<<<<

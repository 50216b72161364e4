use thiserror::Error;

/// Errors raised synchronously by the engine. These are caller misuse, not
/// environmental failures; backend load failures never surface here.
#[derive(Debug, Error)]
pub enum EngineError {
    #[error("transform size {0} is not a usable power of two")]
    InvalidSize(usize),

    #[error("noise reduction requested without a learned or assigned noise profile")]
    MissingProfile,

    #[error("noise sample has {samples} samples, at least {required} are needed for one analysis frame")]
    InsufficientSample { samples: usize, required: usize },

    #[error("PCM encoding supports 1 or 2 channels, got {0}")]
    UnsupportedChannels(usize),

    #[error("channel lengths differ: {left} vs {right} samples")]
    ChannelLengthMismatch { left: usize, right: usize },

    #[error("unsupported bit depth {0} (expected 16 or 24)")]
    UnsupportedBitDepth(u16),

    #[error("{bytes} bytes of sample data exceed the 4 GiB RIFF size limit")]
    DataTooLarge { bytes: usize },

    #[error("noise profile I/O failed: {0}")]
    ProfileIo(#[from] std::io::Error),

    #[error("malformed noise profile: {0}")]
    ProfileFormat(#[from] serde_json::Error),
}

pub type Result<T> = std::result::Result<T, EngineError>;
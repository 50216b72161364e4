//! Beat-energy statistics kernels.

use std::sync::Arc;

use rayon::prelude::*;

use super::slot::LoadError;
use super::{accelerated_allowed, BackendConfig};

pub trait BeatKernel: Send + Sync {
    fn name(&self) -> &'static str;

    /// RMS of consecutive non-overlapping windows; a trailing partial window
    /// is measured over the samples it has.
    fn rms_energy(&self, samples: &[f32], window: usize) -> Vec<f32>;

    /// Centered moving average over `width` values, shrinking at the edges.
    fn moving_average(&self, values: &[f32], width: usize) -> Vec<f32>;

    fn median(&self, values: &[f32]) -> f32;

    /// Mean and population standard deviation.
    fn mean_std(&self, values: &[f32]) -> (f32, f32);

    /// Interior strict local maxima above `threshold`, each at least
    /// `min_distance` indices after the previously accepted one.
    fn pick_peaks(&self, energy: &[f32], threshold: f32, min_distance: usize) -> Vec<usize>;
}

fn window_rms(chunk: &[f32]) -> f32 {
    if chunk.is_empty() {
        return 0.0;
    }
    (chunk.iter().map(|s| s * s).sum::<f32>() / chunk.len() as f32).sqrt()
}

fn is_candidate(energy: &[f32], i: usize, threshold: f32) -> bool {
    energy[i] > energy[i - 1] && energy[i] > energy[i + 1] && energy[i] > threshold
}

// Single pass: the cursor only moves forward, so a rejected candidate never
// suppresses a later one.
fn accept_spaced(candidates: impl IntoIterator<Item = usize>, min_distance: usize) -> Vec<usize> {
    let mut peaks = Vec::new();
    let mut last: Option<usize> = None;
    for i in candidates {
        if last.map_or(true, |prev| i - prev >= min_distance) {
            peaks.push(i);
            last = Some(i);
        }
    }
    peaks
}

#[derive(Debug, Default)]
pub struct ReferenceBeatKernel;

impl BeatKernel for ReferenceBeatKernel {
    fn name(&self) -> &'static str {
        "reference"
    }

    fn rms_energy(&self, samples: &[f32], window: usize) -> Vec<f32> {
        if window == 0 {
            return Vec::new();
        }
        samples.chunks(window).map(window_rms).collect()
    }

    fn moving_average(&self, values: &[f32], width: usize) -> Vec<f32> {
        if width <= 1 {
            return values.to_vec();
        }
        let radius = width / 2;
        (0..values.len())
            .map(|i| {
                let lo = i.saturating_sub(radius);
                let hi = (i + radius + 1).min(values.len());
                values[lo..hi].iter().sum::<f32>() / (hi - lo) as f32
            })
            .collect()
    }

    fn median(&self, values: &[f32]) -> f32 {
        if values.is_empty() {
            return 0.0;
        }
        let mut sorted = values.to_vec();
        sorted.sort_by(|a, b| a.total_cmp(b));
        let mid = sorted.len() / 2;
        if sorted.len() % 2 == 0 {
            (sorted[mid - 1] + sorted[mid]) / 2.0
        } else {
            sorted[mid]
        }
    }

    fn mean_std(&self, values: &[f32]) -> (f32, f32) {
        if values.is_empty() {
            return (0.0, 0.0);
        }
        let n = values.len() as f32;
        let mean = values.iter().sum::<f32>() / n;
        let variance = values.iter().map(|v| (v - mean) * (v - mean)).sum::<f32>() / n;
        (mean, variance.max(0.0).sqrt())
    }

    fn pick_peaks(&self, energy: &[f32], threshold: f32, min_distance: usize) -> Vec<usize> {
        if energy.len() < 3 {
            return Vec::new();
        }
        let candidates = (1..energy.len() - 1).filter(|&i| is_candidate(energy, i, threshold));
        accept_spaced(candidates, min_distance)
    }
}

/// Parallel RMS, prefix-sum smoothing, selection-based median and a single
/// f64 pass for the moments.
#[derive(Debug, Default)]
pub struct ParallelBeatKernel;

impl BeatKernel for ParallelBeatKernel {
    fn name(&self) -> &'static str {
        "parallel"
    }

    fn rms_energy(&self, samples: &[f32], window: usize) -> Vec<f32> {
        if window == 0 {
            return Vec::new();
        }
        samples.par_chunks(window).map(window_rms).collect()
    }

    fn moving_average(&self, values: &[f32], width: usize) -> Vec<f32> {
        if width <= 1 {
            return values.to_vec();
        }
        let mut prefix = Vec::with_capacity(values.len() + 1);
        prefix.push(0.0f64);
        let mut acc = 0.0f64;
        for &v in values {
            acc += v as f64;
            prefix.push(acc);
        }

        let radius = width / 2;
        (0..values.len())
            .map(|i| {
                let lo = i.saturating_sub(radius);
                let hi = (i + radius + 1).min(values.len());
                ((prefix[hi] - prefix[lo]) / (hi - lo) as f64) as f32
            })
            .collect()
    }

    fn median(&self, values: &[f32]) -> f32 {
        if values.is_empty() {
            return 0.0;
        }
        let mut scratch = values.to_vec();
        let mid = scratch.len() / 2;
        let (lower, &mut upper, _) = scratch.select_nth_unstable_by(mid, |a, b| a.total_cmp(b));
        if values.len() % 2 == 0 {
            let below = lower.iter().copied().fold(f32::NEG_INFINITY, f32::max);
            (below + upper) / 2.0
        } else {
            upper
        }
    }

    fn mean_std(&self, values: &[f32]) -> (f32, f32) {
        if values.is_empty() {
            return (0.0, 0.0);
        }
        let (sum, sum_sq) = values
            .par_iter()
            .map(|&v| (v as f64, v as f64 * v as f64))
            .reduce(|| (0.0, 0.0), |a, b| (a.0 + b.0, a.1 + b.1));

        let n = values.len() as f64;
        let mean = sum / n;
        let variance = (sum_sq / n - mean * mean).max(0.0);
        (mean as f32, variance.sqrt() as f32)
    }

    fn pick_peaks(&self, energy: &[f32], threshold: f32, min_distance: usize) -> Vec<usize> {
        if energy.len() < 3 {
            return Vec::new();
        }
        let candidates: Vec<usize> = (1..energy.len() - 1)
            .into_par_iter()
            .filter(|&i| is_candidate(energy, i, threshold))
            .collect();
        accept_spaced(candidates, min_distance)
    }
}

pub fn load_parallel_kernel(config: &BackendConfig) -> Result<Arc<dyn BeatKernel>, LoadError> {
    accelerated_allowed(config)?;

    let probe: Vec<f32> = (0..2000)
        .map(|n| ((n as f32 * 0.37).sin() * (n as f32 * 0.011).cos()).abs())
        .collect();
    let reference = ReferenceBeatKernel;
    let parallel = ParallelBeatKernel;

    let (ref_mean, ref_std) = reference.mean_std(&probe);
    let (par_mean, par_std) = parallel.mean_std(&probe);
    let max_error = [
        (reference.median(&probe) - parallel.median(&probe)).abs(),
        (ref_mean - par_mean).abs(),
        (ref_std - par_std).abs(),
    ]
    .into_iter()
    .fold(0.0f32, f32::max) as f64;

    let same_peaks = reference.pick_peaks(&probe, 0.5, 5) == parallel.pick_peaks(&probe, 0.5, 5);
    if max_error > 1e-4 || !same_peaks {
        return Err(LoadError::SelfCheckFailed { max_error });
    }
    Ok(Arc::new(ParallelBeatKernel))
}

>>>>

- [YOUR OBJECTIVE]: Above is a listing; print exactly its lines from the one with "usize, right: usize" through the one with "each at least", and no other lines.

- [SOLUTION FOR THIS TASK]:
    ChannelLengthMismatch { left: usize, right: usize },

    #[error("unsupported bit depth {0} (expected 16 or 24)")]
    UnsupportedBitDepth(u16),

    #[error("{bytes} bytes of sample data exceed the 4 GiB RIFF size limit")]
    DataTooLarge { bytes: usize },

    #[error("noise profile I/O failed: {0}")]
    ProfileIo(#[from] std::io::Error),

    #[error("malformed noise profile: {0}")]
    ProfileFormat(#[from] serde_json::Error),
}

pub type Result<T> = std::result::Result<T, EngineError>;
repository 50216b72161364e4
//! Beat-energy statistics kernels.

use std::sync::Arc;

use rayon::prelude::*;

use super::slot::LoadError;
use super::{accelerated_allowed, BackendConfig};

pub trait BeatKernel: Send + Sync {
    fn name(&self) -> &'static str;

    /// RMS of consecutive non-overlapping windows; a trailing partial window
    /// is measured over the samples it has.
    fn rms_energy(&self, samples: &[f32], window: usize) -> Vec<f32>;

    /// Centered moving average over `width` values, shrinking at the edges.
    fn moving_average(&self, values: &[f32], width: usize) -> Vec<f32>;

    fn median(&self, values: &[f32]) -> f32;

    /// Mean and population standard deviation.
    fn mean_std(&self, values: &[f32]) -> (f32, f32);

    /// Interior strict local maxima above `threshold`, each at least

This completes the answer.